Just Capital asked Case why corporate leaders in general should be keeping an eye on his Rise of the Rest.
His answer was simple. Because their success will depend to some degree on the vitality and change it embodies. Anyone who wants to anticipate the future will naturally be clocking what’s happening in small, innovative new start-ups. If for no other reason than to buy them. Even the largest companies need vibrant local economies spread out around their locations. A happy company is an assembly of happy individuals. You help keep your employees happy by giving them a delightful place to work, but also to live. When you’re living in a community with new, energic businesses desperate to please their customers, it can make life even better for those who work in the legacy firms.
A city that’s “interesting to live and work in . . . makes it easier for those big companies to attract and keep the people they want to take their companies to the next level.”

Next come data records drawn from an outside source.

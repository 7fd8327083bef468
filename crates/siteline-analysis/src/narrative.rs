//! Narrative generation tier chain.
//!
//! Tier 1 asks the text-generation service for strict analysis JSON. Tier 2
//! mines non-JSON completions with text heuristics. Tier 3 computes the
//! analysis locally when the service call itself fails (or no client is
//! configured). All tiers produce the same [`Narrative`] shape, so callers
//! never learn which one ran.

use serde::Deserialize;

use siteline_core::{CompetitorProfile, Level, Recommendation};

use crate::extract;
use crate::fallback;
use crate::genai::GenAiClient;
use crate::types::{Narrative, NarrativeContext};

const DEFAULT_VIABILITY: u8 = 75;

/// The JSON schema the model is instructed to produce. Everything is
/// optional on ingress; missing fields get field-specific defaults so the
/// outgoing narrative honors the all-numerics-concrete invariant.
#[derive(Debug, Deserialize)]
struct LlmAnalysis {
    summary: Option<String>,
    #[serde(default)]
    strengths: Vec<String>,
    #[serde(default)]
    weaknesses: Vec<String>,
    #[serde(default)]
    opportunities: Vec<String>,
    #[serde(default)]
    threats: Vec<String>,
    metrics: Option<LlmMetrics>,
    recommendation: Option<String>,
    #[serde(default)]
    key_insights: Vec<String>,
    #[serde(default)]
    action_items: Vec<String>,
}

#[derive(Debug, Default, Deserialize)]
struct LlmMetrics {
    viability_score: Option<f64>,
    competition_level: Option<String>,
    market_saturation: Option<String>,
    expected_revenue: Option<f64>,
    average_revenue: Option<f64>,
    total_addressable_market: Option<f64>,
}

/// Runs the tier chain for one analysis.
pub(crate) async fn generate_narrative(
    genai: Option<&GenAiClient>,
    ctx: &NarrativeContext<'_>,
) -> Narrative {
    let Some(client) = genai else {
        tracing::debug!("no generation client configured; computing local analysis");
        return fallback::local_narrative(ctx);
    };

    let prompt = build_prompt(ctx);
    match client.generate(&prompt).await {
        Ok(text) => parse_strict(&text).unwrap_or_else(|| {
            tracing::warn!("completion is not valid analysis JSON; mining text heuristically");
            extract::mine_narrative(&text, ctx)
        }),
        Err(e) => {
            tracing::warn!(error = %e, "generation call failed; computing local analysis");
            fallback::local_narrative(ctx)
        }
    }
}

/// Builds the analysis prompt from the aggregated signals.
fn build_prompt(ctx: &NarrativeContext<'_>) -> String {
    format!(
        "You are a location-intelligence analyst for hospitality businesses in India.\n\
         Assess the viability of opening a {category} at \"{location}\" \
         (lat {lat:.4}, lng {lng:.4}).\n\
         \n\
         Observed signals:\n\
         - Comparable places nearby: {nearby}\n\
         - Direct competitors (most reviewed first): {digest}\n\
         - Footfall proxy (aggregate nearby review count): {footfall}\n\
         - Alternative sites already scored: {alternatives}\n\
         \n\
         Respond with a single JSON object and nothing else, using exactly these fields:\n\
         {{\"summary\": string, \"strengths\": [string], \"weaknesses\": [string], \
         \"opportunities\": [string], \"threats\": [string], \
         \"metrics\": {{\"viability_score\": number (0-100), \
         \"competition_level\": \"Low\"|\"Medium\"|\"High\", \
         \"market_saturation\": \"Low\"|\"Medium\"|\"High\", \
         \"expected_revenue\": number, \"average_revenue\": number, \
         \"total_addressable_market\": number}}, \
         \"recommendation\": \"Highly Recommended\"|\"Recommended\"|\
         \"Proceed with Caution\"|\"Not Recommended\", \
         \"key_insights\": [string], \"action_items\": [string]}}\n\
         Every financial figure must be a concrete number in Indian rupees. \
         Never omit or null a numeric field.",
        category = ctx.category,
        location = ctx.location,
        lat = ctx.coordinates.lat,
        lng = ctx.coordinates.lng,
        nearby = ctx.nearby_count,
        digest = competitor_digest(ctx.competitors),
        footfall = ctx.footfall,
        alternatives = ctx.alternative_count,
    )
}

/// Short inline digest of the top competitors for the prompt.
fn competitor_digest(competitors: &[CompetitorProfile]) -> String {
    if competitors.is_empty() {
        return "none found".to_string();
    }
    competitors
        .iter()
        .take(5)
        .map(|c| {
            let price = c
                .average_price_for_2
                .map_or_else(String::new, |p| format!(", ~₹{p} for two"));
            format!("{} ({} reviews{price})", c.place.name, c.footfall)
        })
        .collect::<Vec<_>>()
        .join("; ")
}

/// Tier 1: parse the completion as analysis JSON.
///
/// Tolerates markdown fences and stray prose by slicing from the first `{`
/// to the last `}`. Returns `None` when no such object parses, or when the
/// parsed object lacks a usable summary: both push the chain to tier 2.
fn parse_strict(text: &str) -> Option<Narrative> {
    let json = json_object_slice(text)?;
    let parsed: LlmAnalysis = serde_json::from_str(json).ok()?;

    let summary = parsed.summary.map(|s| s.trim().to_string())?;
    if summary.is_empty() {
        return None;
    }

    let metrics = parsed.metrics.unwrap_or_default();
    let viability = metrics
        .viability_score
        .map_or(DEFAULT_VIABILITY, clamp_score);
    let competition = parse_level(metrics.competition_level.as_deref());
    let saturation = parse_level(metrics.market_saturation.as_deref());

    let recommendation = parsed
        .recommendation
        .as_deref()
        .and_then(Recommendation::from_label)
        .unwrap_or_else(|| Recommendation::from_viability(viability));

    Some(Narrative {
        summary,
        strengths: parsed.strengths,
        weaknesses: parsed.weaknesses,
        opportunities: parsed.opportunities,
        threats: parsed.threats,
        viability_score: viability,
        competition_level: competition,
        market_saturation: saturation,
        expected_revenue: to_rupees(metrics.expected_revenue),
        average_revenue: to_rupees(metrics.average_revenue),
        total_addressable_market: to_rupees(metrics.total_addressable_market),
        recommendation,
        key_insights: parsed.key_insights,
        action_items: parsed.action_items,
    })
}

/// Slice from the first `{` to the last `}`: the JSON object the model was
/// asked for, with fences/prose shaved off.
fn json_object_slice(text: &str) -> Option<&str> {
    let start = text.find('{')?;
    let end = text.rfind('}')?;
    (end > start).then(|| &text[start..=end])
}

#[allow(clippy::cast_possible_truncation, clippy::cast_sign_loss)]
fn clamp_score(raw: f64) -> u8 {
    raw.clamp(0.0, 100.0).round() as u8
}

#[allow(clippy::cast_possible_truncation)]
fn to_rupees(raw: Option<f64>) -> i64 {
    raw.map_or(0, |v| v.max(0.0).round() as i64)
}

fn parse_level(raw: Option<&str>) -> Level {
    raw.and_then(|s| s.parse::<Level>().ok())
        .unwrap_or(Level::Medium)
}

Can Steve Case’s mission help unite a country that seems so divided?
Case says, “My hope is that this book will lead everybody in America to maybe feel a little bit better about our country’s potential future. One of the big problems is the opportunity gap where some people in some places are doing really well, and a lot of people in a lot of places are struggling and feeling left behind because they have been. So the idea is that fertile startup ecosystems in more places brings more capital, which creates more jobs, which drives more economic growth, and which will then create more opportunity and more reasons for people to be more optimistic about the future. I think it’s critical that we do that if we are going to have a country that continues to lead the world. Now is the time to get it done.”
I couldn’t agree more. I think what Steve Case is discovering will hold true in the years to come. The “rise of the rest” will also be the “the rise of the best.” This new breed of entrepreneur will bring with it a new, inclusive vision of capitalism. Stakeholder capitalism, where leaders embrace the welfare of all stakeholders, including shareholders, in order to nurture a society where free enterprise thrives and offers an opportunity to everyone willing to work for it.
Steve Case reads my mind: “I believe in America! I believe in America, as long as we’re celebrating the next generation of entrepreneurs, how we’re doing it everywhere, not just in a few places.”